# Should I Keep Trying or Rehome?



## Texas.girl

Someone dumped Sweet Pea out on the HWY near a country store last April. We were praying for a dog so we took her home. Well, it is very clear to us why she was dumped. She is a loveable dog and has a great play drive and is high energy. Thankfully she has not hurt any of our animals but loves the chase. We use to let her run free for exercise until she figured out how to get under the goat fence. She really enjoys chasing the goats. We use to have her in the dog kennel but she figured out how to get out. So we started tying her up. Well, after she chewed through several leases we got a plastic coated metal lead to tie her up. Well, this morning she was chasing the goats after having chewed through that plastic coated metal lead. I have been trying to train her but we are still working on sit. Last week I started looking for a trainer who also boards as I am very rural. I have found one trainer an hour away who charges $300 a week. I have a lead on another trainer who is an hour away in a different direction but have not made contact yet. I am just starting to wonder if it is worth putting more money into her (already spent over $200 getting her spayed, etc.). I have goats, chickens, and 2 cats who love to tease her. I am willing to spend the money to get her trained if there is hope of her becoming a good guard dog (she does bark a lot which is good if people on foot from Mexico are trespassing on their way up north). It would be nice to have a dog we can let be free and keep predators (both animal and human) away. We love her as she is so sweet, but she needs to be trained. I would hate to plunk hundreds of dollars into getting her trained and still have to rehome her. You who have more experience with dogs and livestock, how much hope do you think there is for Sweet Pea? Should I spend the money to get her some training or start looking for a nice family with a good back yard and lots of kids to play with her and let them do the obedience training?


----------



## ksalvagno

Sounds like she needs a lot of exercise. I wonder if obstacle training would help her. I know Caesar Milan always pushes making sure they have a lot of exercise.


----------



## afptl

*Lots of stress here!*

I think you should rehome her. The reason being it is her nature to chase and she probably has a strong predator bent. Meaning some day you are going to come home and find your chickens dead and your goats killed. It's just a matter of time. (I have raised Labs since 1987 and lost lots of chickens trying to "train" it out of them.) You can't leave her unsupervised outside. It's just the way it is.

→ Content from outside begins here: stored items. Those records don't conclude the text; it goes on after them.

//! Per-file checks used by ingestion and by the HTTP surface.

mod metadata;
mod path_guard;
mod signature;

pub use metadata::{
    ffprobe_available, FfprobeExtractor, FilenameExtractor, MetadataError, MetadataExtractor,
    TrackMetadata,
};
pub use path_guard::PathGuard;
pub use signature::{hash_content, SignatureVerifier, DEFAULT_EXTENSIONS, DEFAULT_SIGNATURES};
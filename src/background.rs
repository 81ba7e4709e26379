//! Full-screen background painting.
//!
//! The configured color always goes down first. An image is then painted on
//! top, either once at the reference-canvas offset or tiled from the origin.
//! The color shows wherever a centered image does not reach, so the surface
//! never has gaps.

use embedded_graphics::prelude::*;
use embedded_graphics::primitives::{PointsIter, PrimitiveStyle, Rectangle};

use crate::config::{BackgroundConfig, REFERENCE_HEIGHT, REFERENCE_WIDTH};
use crate::surface::Canvas;

/// Offset of the reference canvas inside `resolution`, `(res - 1920x1080) / 2`.
///
/// Negative on screens smaller than the reference canvas. Fractions truncate
/// toward zero.
pub fn reference_origin(resolution: Size) -> Point {
    Point::new(
        centered_offset(resolution.width, REFERENCE_WIDTH),
        centered_offset(resolution.height, REFERENCE_HEIGHT),
    )
}

fn centered_offset(
    extent: u32,
    reference: u32,
) -> i32 {
    ((f64::from(extent) - f64::from(reference)) / 2.0) as i32
}

/// Paint `background` over `resolution` on `target`.
pub fn paint_background(
    target: &mut Canvas,
    background: &BackgroundConfig,
    resolution: Size,
) {
    let screen = Rectangle::new(Point::zero(), resolution);
    screen
        .into_styled(PrimitiveStyle::with_fill(background.color))
        .draw(target)
        .ok();

    match &background.image {
        Some(image) if background.tile => tile_image(target, image, screen),
        Some(image) => target.composite(image, reference_origin(resolution)),
        None => {}
    }
}

/// Repeat `image` over `area`, anchored at the surface origin.
fn tile_image(
    target: &mut Canvas,
    image: &Canvas,
    area: Rectangle,
) {
    let tile = image.size();
    if tile.width == 0 || tile.height == 0 {
        return;
    }
    let area = area.intersection(&target.bounding_box());
    let pixels = area.points().filter_map(|p| {
        let src = Point::new(p.x.rem_euclid(tile.width as i32), p.y.rem_euclid(tile.height as i32));
        image.pixel(src).map(|color| Pixel(p, color))
    });
    target.draw_iter(pixels).ok();
}

#[cfg(test)]
mod tests {
    use embedded_graphics::pixelcolor::Rgb888;

    use super::*;
    use crate::colors::parse_hex_color;

    const RED: Rgb888 = Rgb888::new(255, 0, 0);
    const GREEN: Rgb888 = Rgb888::new(0, 255, 0);

    #[test]
    fn test_reference_origin() {
        assert_eq!(reference_origin(Size::new(1920, 1080)), Point::new(0, 0));
        assert_eq!(reference_origin(Size::new(2560, 1440)), Point::new(320, 180));
        assert_eq!(reference_origin(Size::new(1366, 768)), Point::new(-277, -156));
        // -277.5 truncates toward zero
        assert_eq!(reference_origin(Size::new(1365, 1080)), Point::new(-277, 0));
    }

    #[test]
    fn test_solid_fill_covers_screen() {
        let size = Size::new(64, 48);
        let mut canvas = Canvas::new(size).unwrap();
        let bg = BackgroundConfig::from_hex("FF00AA");
        paint_background(&mut canvas, &bg, size);

        assert_eq!(canvas.count_color(parse_hex_color("FF00AA")), 64 * 48);
        assert_eq!(canvas.pixel(Point::new(0, 0)), Some(Rgb888::new(255, 0, 170)));
    }

    #[test]
    fn test_centered_image_is_not_scaled() {
        // 2000x1100 screen: reference canvas starts at (40, 10)
        let size = Size::new(2000, 1100);
        let mut canvas = Canvas::new(size).unwrap();
        let image = Canvas::filled(Size::new(100, 50), RED).unwrap();
        let bg = BackgroundConfig::from_hex("00FF00").with_image(image, false);
        paint_background(&mut canvas, &bg, size);

        assert_eq!(canvas.count_color(RED), 100 * 50);
        assert_eq!(canvas.pixel(Point::new(40, 10)), Some(RED));
        assert_eq!(canvas.pixel(Point::new(139, 59)), Some(RED));
        assert_eq!(canvas.pixel(Point::new(140, 59)), Some(GREEN));
        assert_eq!(canvas.pixel(Point::new(39, 10)), Some(GREEN));
        assert!(canvas.painted_bounds() == Some(Rectangle::new(Point::zero(), size)));
    }

    #[test]
    fn test_tiled_image_repeats() {
        let size = Size::new(10, 7);
        let mut canvas = Canvas::new(size).unwrap();
        let mut image = Canvas::filled(Size::new(4, 3), GREEN).unwrap();
        image.fill_solid(&Rectangle::new(Point::zero(), Size::new(1, 1)), RED).ok();
        let bg = BackgroundConfig::from_hex("000000").with_image(image, true);
        paint_background(&mut canvas, &bg, size);

        for (x, y) in [(0, 0), (4, 0), (8, 0), (0, 3), (4, 6), (8, 6)] {
            assert_eq!(canvas.pixel(Point::new(x, y)), Some(RED), "({x}, {y})");
        }
        assert_eq!(canvas.count_color(RED), 9);
        assert_eq!(canvas.count_color(GREEN), 70 - 9);
    }
}
//! Indicator widgets.
//!
//! - [`bar`]: the three-segment rotating bar
//! - [`status`]: the status line or failed attempt counter
//!
//! Both are generic over `DrawTarget<Color = Rgb888>` and draw in logical
//! units, leaving DPI scaling to the caller.

pub mod bar;
pub mod status;

pub use bar::{SEGMENT_COUNT, SEGMENTS, draw_bar, segment_base_x};
pub use status::{StatusText, draw_status};
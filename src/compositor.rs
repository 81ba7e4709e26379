//! Placement of the indicator on each display.
//!
//! The bar sits at (815, 771) on a 1920x1080 reference canvas centered in a
//! display region, and the text buffer 100 units below it. With multiple
//! monitors the indicator repeats once per region. Without any region
//! information the whole virtual screen is treated as a single display.
//!
//! Compositing order is fixed: background, then bar, then text.

use embedded_graphics::prelude::*;
use embedded_graphics::primitives::Rectangle;
use log::trace;

use crate::config::{BAR_OFFSET_X, BAR_OFFSET_Y, REFERENCE_HEIGHT, REFERENCE_WIDTH, TEXT_DROP};
use crate::surface::Canvas;

/// Ordered display regions within the virtual screen.
#[derive(Clone, PartialEq, Eq, Default, Debug)]
pub struct DisplayLayout {
    regions: Vec<Rectangle>,
}

impl DisplayLayout {
    pub fn new(regions: Vec<Rectangle>) -> Self { Self { regions } }

    pub fn regions(&self) -> &[Rectangle] { &self.regions }

    /// One placement per region, or a single placement over the whole
    /// `resolution` when no regions are known.
    pub fn placements(
        &self,
        resolution: Size,
    ) -> Vec<Placement> {
        if self.regions.is_empty() {
            return vec![Placement::for_region(&Rectangle::new(Point::zero(), resolution))];
        }
        self.regions.iter().map(Placement::for_region).collect()
    }
}

impl From<Vec<Rectangle>> for DisplayLayout {
    fn from(regions: Vec<Rectangle>) -> Self { Self::new(regions) }
}

/// Top-left corners of the bar and text buffers on the full-screen surface.
#[derive(Clone, Copy, PartialEq, Eq, Debug)]
pub struct Placement {
    pub bar: Point,
    pub text: Point,
}

impl Placement {
    /// The offset is added before truncating, so odd sizes below the
    /// reference canvas round toward zero once.
    pub fn for_region(region: &Rectangle) -> Self {
        let bar = region.top_left
            + Point::new(
                offset_in(region.size.width, REFERENCE_WIDTH, BAR_OFFSET_X),
                offset_in(region.size.height, REFERENCE_HEIGHT, BAR_OFFSET_Y),
            );
        Self {
            bar,
            text: bar + Point::new(0, TEXT_DROP),
        }
    }
}

/// `(extent - reference) / 2 + offset`, truncated toward zero.
fn offset_in(
    extent: u32,
    reference: u32,
    offset: i32,
) -> i32 {
    ((f64::from(extent) - f64::from(reference)) / 2.0 + f64::from(offset)) as i32
}

/// Paint the bar and text buffers onto `target` at every placement.
pub fn composite(
    target: &mut Canvas,
    bar: &Canvas,
    text: &Canvas,
    placements: &[Placement],
) {
    for placement in placements {
        trace!("compositing indicator at bar {:?}, text {:?}", placement.bar, placement.text);
        target.composite(bar, placement.bar);
        target.composite(text, placement.text);
    }
}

It's a lot of stress the make sure she is contained and she has a lot of energy to try to dig out, or challenge fences.

$300 is a lot of money to spend on training when groceries are expensive, etc.

It's hard to pound a square peg in a round hole. That's what you are trying to do with her. Training only goes so far.

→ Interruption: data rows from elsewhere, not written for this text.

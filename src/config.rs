//! Layout constants and runtime configuration.
//!
//! The numeric layout is a fixed visual asset laid out against a 1920x1080
//! design canvas. It is reproduced verbatim, not derived from the screen.
//!
//! Runtime options ([`IndicatorConfig`], [`Screen`]) are supplied by the
//! embedding program, which owns command-line parsing and display queries.

use embedded_graphics::pixelcolor::Rgb888;
use embedded_graphics::prelude::*;
use log::warn;

use crate::colors::{WHITE, parse_hex_color};
use crate::compositor::DisplayLayout;
use crate::surface::Canvas;

// =============================================================================
// Indicator Buffers
// =============================================================================

/// Width of the bar and text buffers.
pub const BAR_WIDTH: u32 = 236;

/// Height of the bar buffer.
pub const BAR_HEIGHT: u32 = 22;

/// Height of the text buffer.
pub const TEXT_HEIGHT: u32 = 100;

pub const BAR_SIZE: Size = Size::new(BAR_WIDTH, BAR_HEIGHT);
pub const TEXT_SIZE: Size = Size::new(BAR_WIDTH, TEXT_HEIGHT);

// =============================================================================
// Reference Canvas Placement
// =============================================================================

/// Design-time canvas the image and indicator are laid out against.
pub const REFERENCE_WIDTH: u32 = 1920;
pub const REFERENCE_HEIGHT: u32 = 1080;

/// Bar position on the reference canvas.
pub const BAR_OFFSET_X: i32 = 815;
pub const BAR_OFFSET_Y: i32 = 771;

/// Vertical distance from the bar origin to the text origin.
pub const TEXT_DROP: i32 = 100;

// =============================================================================
// Bar Animation
// =============================================================================

/// Number of distinct rotation positions.
pub const ROTATION_STEPS: u8 = 15;

/// Horizontal pitch between segments, and per rotation step.
pub const SEGMENT_PITCH: i32 = 20;

/// Base X of the first segment at rotation 0.
pub const SEGMENT_ORIGIN_X: i32 = -60;

// =============================================================================
// DPI
// =============================================================================

/// DPI at which logical units equal device pixels.
pub const BASE_DPI: f32 = 96.0;

/// Lock background: solid color with an optional image on top.
#[derive(Clone, Debug)]
pub struct BackgroundConfig {
    pub color: Rgb888,
    pub image: Option<Canvas>,
    pub tile: bool,
}

impl BackgroundConfig {
    /// Solid background from a `RRGGBB` string (malformed digits read as 0).
    pub fn from_hex(hex: &str) -> Self {
        Self {
            color: parse_hex_color(hex),
            image: None,
            tile: false,
        }
    }

    #[must_use]
    pub fn with_image(
        mut self,
        image: Canvas,
        tile: bool,
    ) -> Self {
        self.image = Some(image);
        self.tile = tile;
        self
    }
}

impl Default for BackgroundConfig {
    fn default() -> Self {
        Self {
            color: WHITE,
            image: None,
            tile: false,
        }
    }
}

/// Options that do not change while the screen is locked.
#[derive(Clone, Debug)]
pub struct IndicatorConfig {
    pub background: BackgroundConfig,
    /// Draw the bar and status text at all.
    pub unlock_indicator: bool,
    /// Replace idle text with the failed attempt counter.
    pub show_failed_attempts: bool,
}

impl Default for IndicatorConfig {
    fn default() -> Self {
        Self {
            background: BackgroundConfig::default(),
            unlock_indicator: true,
            show_failed_attempts: false,
        }
    }
}

/// Geometry of the virtual screen being locked.
#[derive(Clone, Debug)]
pub struct Screen {
    pub resolution: Size,
    pub layout: DisplayLayout,
    pub dpi: f32,
}

impl Screen {
    pub fn new(resolution: Size) -> Self {
        Self {
            resolution,
            layout: DisplayLayout::default(),
            dpi: BASE_DPI,
        }
    }

    #[must_use]
    pub fn with_layout(
        mut self,
        layout: DisplayLayout,
    ) -> Self {
        self.layout = layout;
        self
    }

    #[must_use]
    pub fn with_dpi(
        mut self,
        dpi: f32,
    ) -> Self {
        self.dpi = dpi;
        self
    }

    /// Logical-to-device scale, `dpi / 96`.
    ///
    /// A DPI that is not a positive finite number is treated as 96.
    pub fn scaling_factor(&self) -> f32 {
        if self.dpi.is_finite() && self.dpi > 0.0 {
            self.dpi / BASE_DPI
        } else {
            warn!("ignoring invalid DPI {}, using {}", self.dpi, BASE_DPI);
            1.0
        }
    }
}
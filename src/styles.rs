//! Pre-computed text styles for the status line.
//!
//! `MonoTextStyle::new` is a const fn, so the styles are built at compile
//! time and shared by every redraw.
//!
//! The status line uses `ProFont` at two sizes: 18pt light gray for state
//! messages, 24pt red for the failed attempt counter. The counter is drawn
//! with [`BOLD_OFFSETS`] to thicken the strokes.

use embedded_graphics::{mono_font::MonoTextStyle, pixelcolor::Rgb888};
use profont::{PROFONT_18_POINT, PROFONT_24_POINT};

use crate::colors::{COUNTER_RED, TEXT_GRAY};

/// State messages ("Verifying…", "Wrong!", ...).
pub const STATUS_STYLE: MonoTextStyle<'static, Rgb888> = MonoTextStyle::new(&PROFONT_18_POINT, TEXT_GRAY);

/// Failed attempt counter, larger and red.
pub const COUNTER_STYLE: MonoTextStyle<'static, Rgb888> = MonoTextStyle::new(&PROFONT_24_POINT, COUNTER_RED);

/// Strike offsets for regular text.
pub const REGULAR_OFFSETS: &[(i32, i32)] = &[(0, 0)];

/// Strike offsets for emboldened text: the glyphs again, one pixel right.
pub const BOLD_OFFSETS: &[(i32, i32)] = &[(0, 0), (1, 0)];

Get a dog that won't kill your livestock.


----------



## NyGoatMom

Use a chain instead...with larger links.

ETA: If you are tying her at times you can't watch her is what I meant. Why not use a chain she can't chew through?


----------



## Texas.girl

I like Ceasar Milan too. I have noticed when we are able to exercise her she doesn't jump on me when I go out to feed her. Exercise is a major key, but all last week it rained and I live on a dirt road that gets flooded when we get a lot of rain. Dog won't mind but I don't.


----------



## ogfabby

I'm against keeping a dog on a chain. It frustrates them and unless you are really willing to spend time with her, it's not fair to her. Dogs are pack animals. If you aren't willing to become part of her pack and insist on keeping her in solitary confinement on a chain, rehome her and find a dog better suited to your needs. It's not worth the risk to your livestock. More than likely, the behavior will resume if you don't continue to keep her stimulated.


----------



## nchen7

I don't like that prey drive. my dogs have high prey drive for small things (chickens, cats, etc), and they've killed them occasionally. the big guy has chased our buckling once when he was really small, but not anymore. all it takes is one slip up from an animal, and they're probably dead. then the dog gets blood thirsty, and your issue gets exasperated.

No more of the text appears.